3 1/2 stars. The science fiction stories in this collection were very heavy on the science. For me, that usually makes for tough reading. At some points I was lost in the details. In the end the humanity of the the stories won me over (almost) every time. There are some very interesting themes and ideas collected here.
Short fiction is always difficult due to the amount of things that need happen. Senses of time and space, as well as context of conflict and character motivations, need to be established economically. This collection shows why Theodore Sturgeon is a master of science fiction and storytelling.
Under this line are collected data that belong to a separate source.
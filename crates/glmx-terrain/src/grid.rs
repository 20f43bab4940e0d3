//! Elevation grid document and its geometry.

use crate::{Result, TerrainError};
use serde::{Deserialize, Serialize};

/// Geographic bounding box of a grid, in degrees.
#[derive(Debug, Clone, Copy, PartialEq, Serialize, Deserialize)]
pub struct GeoBounds {
    /// Southern edge (minimum latitude).
    pub south: f64,
    /// Northern edge (maximum latitude).
    pub north: f64,
    /// Western edge (minimum longitude).
    pub west: f64,
    /// Eastern edge (maximum longitude).
    pub east: f64,
}

impl GeoBounds {
    /// Arthur's Seat, Edinburgh. Roughly 1.5 km x 1.5 km centred on 55.9442, -3.1618.
    pub const ARTHURS_SEAT: GeoBounds = GeoBounds {
        south: 55.937,
        north: 55.952,
        west: -3.175,
        east: -3.150,
    };

    /// Check that the box has a positive extent in both directions.
    pub fn validate(&self) -> Result<()> {
        let finite = [self.south, self.north, self.west, self.east]
            .iter()
            .all(|v| v.is_finite());
        if !finite || self.north <= self.south || self.east <= self.west {
            return Err(TerrainError::InvalidBounds {
                south: self.south,
                north: self.north,
                west: self.west,
                east: self.east,
            });
        }
        Ok(())
    }

    /// Check if a coordinate is within the bounds.
    pub fn contains(&self, lat: f64, lon: f64) -> bool {
        lat >= self.south && lat <= self.north && lon >= self.west && lon <= self.east
    }

    /// Latitude spacing between grid rows; zero when there is at most one row.
    pub fn lat_step(&self, size: GridSize) -> f64 {
        edge_step(self.north - self.south, size.rows)
    }

    /// Longitude spacing between grid columns; zero when there is at most one column.
    pub fn lon_step(&self, size: GridSize) -> f64 {
        edge_step(self.east - self.west, size.cols)
    }

    /// Latitude of a grid row (row 0 is the southern edge).
    pub fn lat_at(&self, row: usize, size: GridSize) -> f64 {
        self.south + row as f64 * self.lat_step(size)
    }

    /// Longitude of a grid column (column 0 is the western edge).
    pub fn lon_at(&self, col: usize, size: GridSize) -> f64 {
        self.west + col as f64 * self.lon_step(size)
    }
}

fn edge_step(extent: f64, samples: usize) -> f64 {
    match samples.saturating_sub(1) {
        0 => 0.0,
        gaps => extent / gaps as f64,
    }
}

/// Grid dimensions.
#[derive(Debug, Clone, Copy, PartialEq, Eq, Serialize, Deserialize)]
pub struct GridSize {
    /// Number of rows (latitude samples).
    pub rows: usize,
    /// Number of columns (longitude samples).
    pub cols: usize,
}

impl GridSize {
    /// Create a new grid size.
    pub const fn new(rows: usize, cols: usize) -> Self {
        Self { rows, cols }
    }

    /// Total number of samples.
    pub fn len(&self) -> usize {
        self.rows * self.cols
    }

    /// Whether the grid has no samples.
    pub fn is_empty(&self) -> bool {
        self.len() == 0
    }

    /// Reject grids that cannot place a sample on both edges of the box.
    pub fn validate(&self) -> Result<()> {
        if self.rows < 2 || self.cols < 2 {
            return Err(TerrainError::InvalidGridSize {
                rows: self.rows,
                cols: self.cols,
            });
        }
        Ok(())
    }

    /// Split a flat row-major index into (row, col).
    pub fn row_col(&self, index: usize) -> (usize, usize) {
        (index / self.cols, index % self.cols)
    }
}

/// Summary statistics over all samples of a grid.
#[derive(Debug, Clone, Copy, PartialEq, Serialize, Deserialize)]
pub struct ElevationStats {
    /// Lowest elevation (m).
    pub min: f64,
    /// Highest elevation (m).
    pub max: f64,
    /// Mean elevation (m).
    pub mean: f64,
}

impl ElevationStats {
    /// Compute statistics over a set of samples.
    ///
    /// Returns `None` for an empty set.
    pub fn from_samples<'a, I>(samples: I) -> Option<Self>
    where
        I: IntoIterator<Item = &'a f64>,
    {
        let mut min = f64::INFINITY;
        let mut max = f64::NEG_INFINITY;
        let mut sum = 0.0;
        let mut count = 0usize;

        for &value in samples {
            min = min.min(value);
            max = max.max(value);
            sum += value;
            count += 1;
        }

        if count == 0 {
            return None;
        }

        Some(Self {
            min,
            max,
            mean: sum / count as f64,
        })
    }

    /// Round every field to one decimal place.
    pub fn rounded(&self) -> Self {
        Self {
            min: round1(self.min),
            max: round1(self.max),
            mean: round1(self.mean),
        }
    }
}

/// A named landmark annotated on the grid.
#[derive(Debug, Clone, PartialEq, Serialize, Deserialize)]
pub struct Peak {
    /// Display name.
    pub name: String,
    /// Latitude in degrees.
    pub lat: f64,
    /// Longitude in degrees.
    pub lon: f64,
    /// Elevation in metres.
    pub elevation: f64,
}

/// Elevation grid document as served to the visualisation.
///
/// Field order matches the JSON layout consumed by the site.
#[derive(Debug, Clone, PartialEq, Serialize, Deserialize)]
pub struct ElevationGrid {
    /// Display name of the area.
    pub name: String,
    /// Free-text description.
    pub description: String,
    /// Data provenance.
    pub source: String,
    /// Nominal resolution of the source DEM in metres.
    #[serde(default, skip_serializing_if = "Option::is_none")]
    pub resolution_m: Option<u32>,
    /// Bounding box.
    pub bounds: GeoBounds,
    /// Grid dimensions.
    pub grid: GridSize,
    /// Elevations in metres, row-major, row 0 at the southern edge.
    pub elevations: Vec<Vec<f64>>,
    /// Summary statistics.
    pub stats: ElevationStats,
    /// Optional landmark annotations.
    #[serde(default, skip_serializing_if = "Option::is_none")]
    pub peaks: Option<Vec<Peak>>,
}

impl ElevationGrid {
    /// Check that the elevation array has exactly `rows x cols` values.
    pub fn validate(&self) -> Result<()> {
        if self.elevations.len() != self.grid.rows {
            return Err(TerrainError::GridShape(format!(
                "{} rows present, {} stated",
                self.elevations.len(),
                self.grid.rows
            )));
        }
        for (i, row) in self.elevations.iter().enumerate() {
            if row.len() != self.grid.cols {
                return Err(TerrainError::GridShape(format!(
                    "row {} has {} columns, {} stated",
                    i,
                    row.len(),
                    self.grid.cols
                )));
            }
        }
        Ok(())
    }

    /// Elevation at a grid cell.
    pub fn get(&self, row: usize, col: usize) -> Option<f64> {
        self.elevations.get(row)?.get(col).copied()
    }

    /// Iterate all samples in row-major order.
    pub fn samples(&self) -> impl Iterator<Item = &f64> {
        self.elevations.iter().flatten()
    }
}

/// Reshape a flat row-major vector into rows of `cols` values.
pub(crate) fn reshape(flat: Vec<f64>, size: GridSize) -> Result<Vec<Vec<f64>>> {
    if flat.len() != size.len() {
        return Err(TerrainError::GridShape(format!(
            "{} samples for a {}x{} grid",
            flat.len(),
            size.rows,
            size.cols
        )));
    }
    Ok(flat.chunks(size.cols).map(|row| row.to_vec()).collect())
}

/// Round to one decimal place.
pub(crate) fn round1(value: f64) -> f64 {
    (value * 10.0).round() / 10.0
}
Timeless classics that are nevertheless showing their age. “The Man Who Lost the Sea” is as powerful and moving as ever, but I was struck how many of Sturgeon’s other stories remain fixed in a setting of mid-century Americana, a world that itself becomes stranger and more alien with each passing year.
As with many short story collections, some are quite good and a couple I just slogged through. Also some of the stories seem to be written by different people. Overall I enjoyed the book but I think the reputation doesn’t always live up to the work.
None of these felt particularly amazing. I like his voice, but not the underlying current of misogyny and cynicism. My favorite from the collection was "The Man Who Lost the Sea." It felt fresh even this many decades later.
These stories are haunting and the characters are deep, thoughtful and seem to be more real than most of my acquaintances. His writing is literature and thought proving.
I like his horror work, but this is almost all science fiction. The stories are all limited by the intrinsic adolescence of that genre. In addition to that, most of these stories are somewhat early (late 40s, early 50s) and are marred by too much description and not enough dialogue.
This was one of the best collections I've read in a long time! Perhaps I was a bit skewed because I had just finished a really horrible collection but I don't think so. I can't remember if I have read him before but I loved every story and many really got me thinking. Most of the stories are from the 50s and 60s and the writing makes it obvious at times. The technology is quite dated but the writing and plots are solid so it's not a big deal in terms of enjoying the story. It seems to be part of a massive collection of his writings as there are other collections in the same style. Highly recommended for readers who like classic or thought-provoking sci-fi.